» **WHAT IS REQUIRED**
A single number is the answer: the count of lines in the records that hold the word "bool".
=== TASK INPUTS ===
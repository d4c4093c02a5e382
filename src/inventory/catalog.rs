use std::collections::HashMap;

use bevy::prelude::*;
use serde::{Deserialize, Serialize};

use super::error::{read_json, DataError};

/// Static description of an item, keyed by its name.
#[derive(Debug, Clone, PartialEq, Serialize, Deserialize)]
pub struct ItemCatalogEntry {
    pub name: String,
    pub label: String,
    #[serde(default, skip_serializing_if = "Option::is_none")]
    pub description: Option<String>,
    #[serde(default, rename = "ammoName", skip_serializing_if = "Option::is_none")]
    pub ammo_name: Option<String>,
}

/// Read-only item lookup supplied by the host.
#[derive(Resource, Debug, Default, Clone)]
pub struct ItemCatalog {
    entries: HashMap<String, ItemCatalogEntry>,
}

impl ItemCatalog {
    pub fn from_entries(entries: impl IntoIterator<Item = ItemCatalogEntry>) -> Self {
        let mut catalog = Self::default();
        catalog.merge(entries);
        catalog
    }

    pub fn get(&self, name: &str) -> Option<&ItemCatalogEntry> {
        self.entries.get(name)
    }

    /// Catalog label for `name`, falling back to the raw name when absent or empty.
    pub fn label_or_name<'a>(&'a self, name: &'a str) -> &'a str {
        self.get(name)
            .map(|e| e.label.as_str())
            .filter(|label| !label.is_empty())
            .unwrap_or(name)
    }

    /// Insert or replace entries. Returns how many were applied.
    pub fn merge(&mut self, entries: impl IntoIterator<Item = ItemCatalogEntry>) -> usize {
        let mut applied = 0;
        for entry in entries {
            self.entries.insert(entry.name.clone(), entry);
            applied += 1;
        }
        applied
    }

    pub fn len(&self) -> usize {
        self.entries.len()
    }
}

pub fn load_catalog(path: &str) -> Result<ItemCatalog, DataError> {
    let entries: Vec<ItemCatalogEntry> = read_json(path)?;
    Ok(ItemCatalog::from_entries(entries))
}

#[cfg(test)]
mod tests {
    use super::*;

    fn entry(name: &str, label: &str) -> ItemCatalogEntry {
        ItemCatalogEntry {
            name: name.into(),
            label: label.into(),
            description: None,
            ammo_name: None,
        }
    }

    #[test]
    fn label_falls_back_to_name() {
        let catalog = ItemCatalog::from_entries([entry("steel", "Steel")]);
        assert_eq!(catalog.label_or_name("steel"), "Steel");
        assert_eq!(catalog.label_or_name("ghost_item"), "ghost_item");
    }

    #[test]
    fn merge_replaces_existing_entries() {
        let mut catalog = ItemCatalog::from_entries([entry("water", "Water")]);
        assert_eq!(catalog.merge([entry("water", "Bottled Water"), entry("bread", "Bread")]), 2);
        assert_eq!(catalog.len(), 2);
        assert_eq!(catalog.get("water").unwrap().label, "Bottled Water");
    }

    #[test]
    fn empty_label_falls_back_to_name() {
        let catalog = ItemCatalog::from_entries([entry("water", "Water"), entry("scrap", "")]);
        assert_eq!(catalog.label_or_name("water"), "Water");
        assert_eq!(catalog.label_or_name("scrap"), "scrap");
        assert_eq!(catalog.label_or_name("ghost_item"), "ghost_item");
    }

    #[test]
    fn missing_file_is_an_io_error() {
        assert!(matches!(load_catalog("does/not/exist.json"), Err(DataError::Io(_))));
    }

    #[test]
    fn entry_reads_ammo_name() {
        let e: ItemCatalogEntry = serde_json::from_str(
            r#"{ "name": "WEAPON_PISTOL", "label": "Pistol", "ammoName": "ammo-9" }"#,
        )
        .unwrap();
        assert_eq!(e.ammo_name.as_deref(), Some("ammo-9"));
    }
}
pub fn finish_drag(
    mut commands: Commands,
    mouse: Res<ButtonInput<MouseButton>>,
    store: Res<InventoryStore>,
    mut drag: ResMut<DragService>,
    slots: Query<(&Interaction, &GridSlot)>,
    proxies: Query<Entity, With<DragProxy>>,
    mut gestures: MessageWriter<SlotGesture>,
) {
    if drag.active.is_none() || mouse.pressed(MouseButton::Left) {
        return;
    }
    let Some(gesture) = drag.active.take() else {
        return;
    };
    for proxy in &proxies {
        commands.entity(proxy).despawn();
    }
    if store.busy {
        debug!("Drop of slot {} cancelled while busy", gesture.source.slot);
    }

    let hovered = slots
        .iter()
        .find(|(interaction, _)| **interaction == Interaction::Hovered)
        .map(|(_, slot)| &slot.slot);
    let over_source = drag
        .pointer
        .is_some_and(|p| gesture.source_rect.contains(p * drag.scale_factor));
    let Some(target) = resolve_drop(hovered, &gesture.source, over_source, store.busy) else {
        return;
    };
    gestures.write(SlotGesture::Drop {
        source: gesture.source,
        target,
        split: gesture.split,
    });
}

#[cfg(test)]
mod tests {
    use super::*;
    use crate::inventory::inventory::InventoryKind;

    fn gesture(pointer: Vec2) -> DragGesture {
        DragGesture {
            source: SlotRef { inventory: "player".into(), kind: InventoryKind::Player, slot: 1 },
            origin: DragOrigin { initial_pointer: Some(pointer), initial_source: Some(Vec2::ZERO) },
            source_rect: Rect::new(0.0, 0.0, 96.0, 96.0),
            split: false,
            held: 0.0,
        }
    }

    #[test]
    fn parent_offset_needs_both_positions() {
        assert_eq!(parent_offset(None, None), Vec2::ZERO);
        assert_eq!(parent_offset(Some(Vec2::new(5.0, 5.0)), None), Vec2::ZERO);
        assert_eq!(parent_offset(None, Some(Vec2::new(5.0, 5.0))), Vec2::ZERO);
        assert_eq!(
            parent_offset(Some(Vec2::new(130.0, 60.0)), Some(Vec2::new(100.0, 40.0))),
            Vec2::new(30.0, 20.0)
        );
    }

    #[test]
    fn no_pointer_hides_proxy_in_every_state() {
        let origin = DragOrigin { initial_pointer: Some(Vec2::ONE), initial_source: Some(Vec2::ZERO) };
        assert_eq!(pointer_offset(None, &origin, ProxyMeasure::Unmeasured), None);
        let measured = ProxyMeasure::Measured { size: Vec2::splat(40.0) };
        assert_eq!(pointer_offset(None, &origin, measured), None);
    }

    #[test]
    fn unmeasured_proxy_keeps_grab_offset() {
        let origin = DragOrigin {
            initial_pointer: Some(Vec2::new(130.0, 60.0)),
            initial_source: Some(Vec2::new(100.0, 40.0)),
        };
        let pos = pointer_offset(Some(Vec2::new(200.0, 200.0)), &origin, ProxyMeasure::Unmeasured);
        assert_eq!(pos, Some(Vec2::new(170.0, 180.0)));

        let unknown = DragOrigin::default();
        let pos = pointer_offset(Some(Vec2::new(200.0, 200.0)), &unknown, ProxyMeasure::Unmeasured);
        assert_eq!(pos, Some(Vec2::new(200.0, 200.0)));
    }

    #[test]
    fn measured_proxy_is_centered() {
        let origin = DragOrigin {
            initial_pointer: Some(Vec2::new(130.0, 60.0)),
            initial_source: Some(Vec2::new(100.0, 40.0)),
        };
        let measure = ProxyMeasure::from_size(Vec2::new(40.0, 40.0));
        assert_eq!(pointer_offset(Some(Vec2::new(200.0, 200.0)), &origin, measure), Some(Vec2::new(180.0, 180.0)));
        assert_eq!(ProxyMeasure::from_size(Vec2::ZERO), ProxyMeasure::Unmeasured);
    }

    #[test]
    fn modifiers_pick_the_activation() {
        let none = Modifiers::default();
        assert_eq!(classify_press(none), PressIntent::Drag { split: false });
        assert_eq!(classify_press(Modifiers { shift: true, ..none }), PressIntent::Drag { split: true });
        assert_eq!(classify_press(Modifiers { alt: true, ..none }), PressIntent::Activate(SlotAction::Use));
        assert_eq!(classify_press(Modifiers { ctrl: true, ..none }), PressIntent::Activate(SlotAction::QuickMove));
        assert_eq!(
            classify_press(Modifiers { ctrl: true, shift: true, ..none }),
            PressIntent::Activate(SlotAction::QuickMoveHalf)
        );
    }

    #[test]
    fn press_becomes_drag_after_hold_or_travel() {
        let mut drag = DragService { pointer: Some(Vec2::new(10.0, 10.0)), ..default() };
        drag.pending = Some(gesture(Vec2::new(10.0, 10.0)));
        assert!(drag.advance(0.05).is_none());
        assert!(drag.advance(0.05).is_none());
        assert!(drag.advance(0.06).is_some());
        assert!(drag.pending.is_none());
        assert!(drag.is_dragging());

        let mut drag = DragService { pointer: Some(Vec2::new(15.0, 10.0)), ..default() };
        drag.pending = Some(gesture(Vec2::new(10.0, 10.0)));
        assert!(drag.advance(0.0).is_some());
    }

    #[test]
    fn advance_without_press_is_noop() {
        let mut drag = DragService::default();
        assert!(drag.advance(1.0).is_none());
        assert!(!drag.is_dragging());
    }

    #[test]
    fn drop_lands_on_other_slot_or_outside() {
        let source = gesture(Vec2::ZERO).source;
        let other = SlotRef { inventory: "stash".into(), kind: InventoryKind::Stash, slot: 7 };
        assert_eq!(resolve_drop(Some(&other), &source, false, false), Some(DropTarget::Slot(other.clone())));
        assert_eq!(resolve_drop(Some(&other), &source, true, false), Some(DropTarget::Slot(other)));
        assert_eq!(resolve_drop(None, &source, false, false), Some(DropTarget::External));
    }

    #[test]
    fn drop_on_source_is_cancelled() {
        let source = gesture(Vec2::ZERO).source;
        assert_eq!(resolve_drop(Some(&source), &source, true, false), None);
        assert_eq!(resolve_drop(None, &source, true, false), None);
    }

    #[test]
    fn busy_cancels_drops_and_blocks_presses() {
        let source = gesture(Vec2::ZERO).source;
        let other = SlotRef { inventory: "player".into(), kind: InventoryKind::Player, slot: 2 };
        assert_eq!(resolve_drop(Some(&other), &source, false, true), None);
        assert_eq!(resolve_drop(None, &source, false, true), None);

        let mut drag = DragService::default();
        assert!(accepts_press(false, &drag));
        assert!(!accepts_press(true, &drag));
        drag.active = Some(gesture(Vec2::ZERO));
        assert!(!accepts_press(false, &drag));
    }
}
===
=== TASK INPUTS ===
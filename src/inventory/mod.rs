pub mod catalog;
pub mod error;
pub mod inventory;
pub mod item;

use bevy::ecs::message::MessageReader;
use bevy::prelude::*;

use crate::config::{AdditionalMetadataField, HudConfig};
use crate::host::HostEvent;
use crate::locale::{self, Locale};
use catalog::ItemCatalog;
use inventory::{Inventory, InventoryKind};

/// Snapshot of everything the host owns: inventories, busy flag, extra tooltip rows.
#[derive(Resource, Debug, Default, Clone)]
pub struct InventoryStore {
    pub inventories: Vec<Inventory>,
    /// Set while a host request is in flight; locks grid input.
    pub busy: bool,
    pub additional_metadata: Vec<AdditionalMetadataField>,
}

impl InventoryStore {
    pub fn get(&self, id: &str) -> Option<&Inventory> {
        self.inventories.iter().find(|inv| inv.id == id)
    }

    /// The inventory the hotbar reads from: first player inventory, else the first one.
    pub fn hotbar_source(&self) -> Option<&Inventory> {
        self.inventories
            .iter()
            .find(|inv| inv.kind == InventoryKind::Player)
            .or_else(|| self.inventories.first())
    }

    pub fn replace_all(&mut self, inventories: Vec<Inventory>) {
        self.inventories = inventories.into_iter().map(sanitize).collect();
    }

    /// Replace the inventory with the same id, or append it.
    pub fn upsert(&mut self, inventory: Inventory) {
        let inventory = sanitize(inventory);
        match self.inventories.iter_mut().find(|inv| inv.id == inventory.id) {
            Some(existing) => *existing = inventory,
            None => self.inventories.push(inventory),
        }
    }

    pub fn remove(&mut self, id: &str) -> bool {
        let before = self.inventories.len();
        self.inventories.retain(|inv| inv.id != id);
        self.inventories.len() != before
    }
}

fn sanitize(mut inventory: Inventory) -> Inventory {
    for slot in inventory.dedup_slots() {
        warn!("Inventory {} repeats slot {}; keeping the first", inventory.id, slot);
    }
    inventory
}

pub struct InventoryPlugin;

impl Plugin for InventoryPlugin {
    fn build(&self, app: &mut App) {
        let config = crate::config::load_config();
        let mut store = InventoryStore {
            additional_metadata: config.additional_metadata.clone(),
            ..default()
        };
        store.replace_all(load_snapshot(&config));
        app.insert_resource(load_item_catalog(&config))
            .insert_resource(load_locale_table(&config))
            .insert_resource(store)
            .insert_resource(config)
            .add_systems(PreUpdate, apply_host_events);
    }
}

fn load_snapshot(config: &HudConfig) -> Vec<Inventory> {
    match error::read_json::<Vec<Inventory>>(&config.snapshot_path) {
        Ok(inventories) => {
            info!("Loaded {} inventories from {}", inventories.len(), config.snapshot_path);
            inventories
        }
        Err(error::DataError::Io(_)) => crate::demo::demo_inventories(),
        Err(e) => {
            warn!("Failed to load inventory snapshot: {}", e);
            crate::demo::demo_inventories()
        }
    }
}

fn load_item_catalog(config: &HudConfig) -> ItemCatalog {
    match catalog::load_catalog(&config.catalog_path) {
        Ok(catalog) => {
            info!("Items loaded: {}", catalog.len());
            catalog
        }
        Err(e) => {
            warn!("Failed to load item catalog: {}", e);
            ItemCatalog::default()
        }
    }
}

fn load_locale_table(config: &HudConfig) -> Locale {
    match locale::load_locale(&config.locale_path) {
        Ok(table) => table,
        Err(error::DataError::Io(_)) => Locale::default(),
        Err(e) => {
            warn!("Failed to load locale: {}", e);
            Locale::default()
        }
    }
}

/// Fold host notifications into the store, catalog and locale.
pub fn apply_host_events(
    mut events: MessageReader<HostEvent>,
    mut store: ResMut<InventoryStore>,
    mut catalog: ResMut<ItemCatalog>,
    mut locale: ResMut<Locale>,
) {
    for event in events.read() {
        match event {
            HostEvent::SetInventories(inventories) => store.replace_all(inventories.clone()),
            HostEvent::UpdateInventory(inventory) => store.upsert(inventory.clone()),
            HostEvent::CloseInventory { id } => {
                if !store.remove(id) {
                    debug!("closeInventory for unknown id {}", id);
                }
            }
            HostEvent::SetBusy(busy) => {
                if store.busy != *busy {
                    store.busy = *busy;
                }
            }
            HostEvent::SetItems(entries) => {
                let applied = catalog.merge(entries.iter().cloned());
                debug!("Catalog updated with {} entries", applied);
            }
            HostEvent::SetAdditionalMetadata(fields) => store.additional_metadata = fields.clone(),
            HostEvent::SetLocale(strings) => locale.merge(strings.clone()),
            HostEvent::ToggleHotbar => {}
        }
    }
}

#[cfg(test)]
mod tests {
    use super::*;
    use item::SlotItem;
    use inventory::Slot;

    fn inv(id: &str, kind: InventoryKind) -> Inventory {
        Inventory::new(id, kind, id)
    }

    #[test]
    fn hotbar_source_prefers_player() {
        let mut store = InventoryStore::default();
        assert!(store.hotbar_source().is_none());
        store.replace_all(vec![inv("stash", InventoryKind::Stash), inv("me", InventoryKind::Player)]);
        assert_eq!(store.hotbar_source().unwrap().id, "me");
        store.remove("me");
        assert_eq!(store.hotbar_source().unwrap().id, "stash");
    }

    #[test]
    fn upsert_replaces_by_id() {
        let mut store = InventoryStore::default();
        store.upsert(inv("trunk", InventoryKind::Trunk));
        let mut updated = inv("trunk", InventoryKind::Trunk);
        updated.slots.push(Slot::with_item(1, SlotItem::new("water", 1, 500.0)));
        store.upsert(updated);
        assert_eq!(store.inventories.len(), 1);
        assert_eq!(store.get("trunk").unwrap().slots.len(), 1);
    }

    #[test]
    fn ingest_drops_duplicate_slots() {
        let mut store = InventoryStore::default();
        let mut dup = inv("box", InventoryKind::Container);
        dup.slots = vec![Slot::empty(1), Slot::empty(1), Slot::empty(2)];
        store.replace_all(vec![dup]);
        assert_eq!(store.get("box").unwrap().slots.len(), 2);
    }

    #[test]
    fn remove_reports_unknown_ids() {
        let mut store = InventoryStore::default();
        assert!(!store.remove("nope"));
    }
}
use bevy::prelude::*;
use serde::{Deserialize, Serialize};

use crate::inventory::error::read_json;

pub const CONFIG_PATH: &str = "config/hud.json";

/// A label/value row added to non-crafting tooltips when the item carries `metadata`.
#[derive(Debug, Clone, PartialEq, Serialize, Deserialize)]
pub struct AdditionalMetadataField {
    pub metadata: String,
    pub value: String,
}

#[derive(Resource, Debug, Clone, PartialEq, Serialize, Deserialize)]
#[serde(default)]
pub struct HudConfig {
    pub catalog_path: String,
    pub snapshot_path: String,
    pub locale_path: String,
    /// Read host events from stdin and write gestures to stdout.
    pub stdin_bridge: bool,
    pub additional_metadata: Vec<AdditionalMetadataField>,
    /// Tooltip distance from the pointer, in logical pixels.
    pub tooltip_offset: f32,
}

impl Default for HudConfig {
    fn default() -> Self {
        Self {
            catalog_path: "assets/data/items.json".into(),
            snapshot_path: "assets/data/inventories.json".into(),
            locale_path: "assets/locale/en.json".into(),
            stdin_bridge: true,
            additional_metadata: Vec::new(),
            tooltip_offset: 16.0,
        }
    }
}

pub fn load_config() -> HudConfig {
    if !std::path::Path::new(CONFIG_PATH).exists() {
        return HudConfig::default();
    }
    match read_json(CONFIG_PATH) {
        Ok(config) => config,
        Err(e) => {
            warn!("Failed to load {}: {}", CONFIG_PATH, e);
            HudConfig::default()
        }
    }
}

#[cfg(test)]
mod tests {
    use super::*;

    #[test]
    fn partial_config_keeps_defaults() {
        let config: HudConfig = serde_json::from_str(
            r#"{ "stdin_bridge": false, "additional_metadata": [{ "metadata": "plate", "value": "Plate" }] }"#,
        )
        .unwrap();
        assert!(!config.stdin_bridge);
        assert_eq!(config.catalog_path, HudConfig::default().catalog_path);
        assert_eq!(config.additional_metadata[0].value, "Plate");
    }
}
===
=== TASK INPUTS ===
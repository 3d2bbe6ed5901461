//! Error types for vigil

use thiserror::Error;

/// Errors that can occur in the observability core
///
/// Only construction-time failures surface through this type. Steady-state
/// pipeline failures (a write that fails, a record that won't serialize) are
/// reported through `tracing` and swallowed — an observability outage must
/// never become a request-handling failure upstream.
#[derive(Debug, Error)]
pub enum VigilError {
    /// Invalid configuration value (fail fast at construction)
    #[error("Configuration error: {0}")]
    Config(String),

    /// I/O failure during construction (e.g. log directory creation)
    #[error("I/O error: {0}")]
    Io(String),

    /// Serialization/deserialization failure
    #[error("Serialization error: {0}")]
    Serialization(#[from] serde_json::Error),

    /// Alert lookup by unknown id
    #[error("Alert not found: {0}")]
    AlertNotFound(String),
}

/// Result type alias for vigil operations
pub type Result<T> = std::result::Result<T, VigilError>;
===
» **SOLUTION TO THIS PROBLEM**
3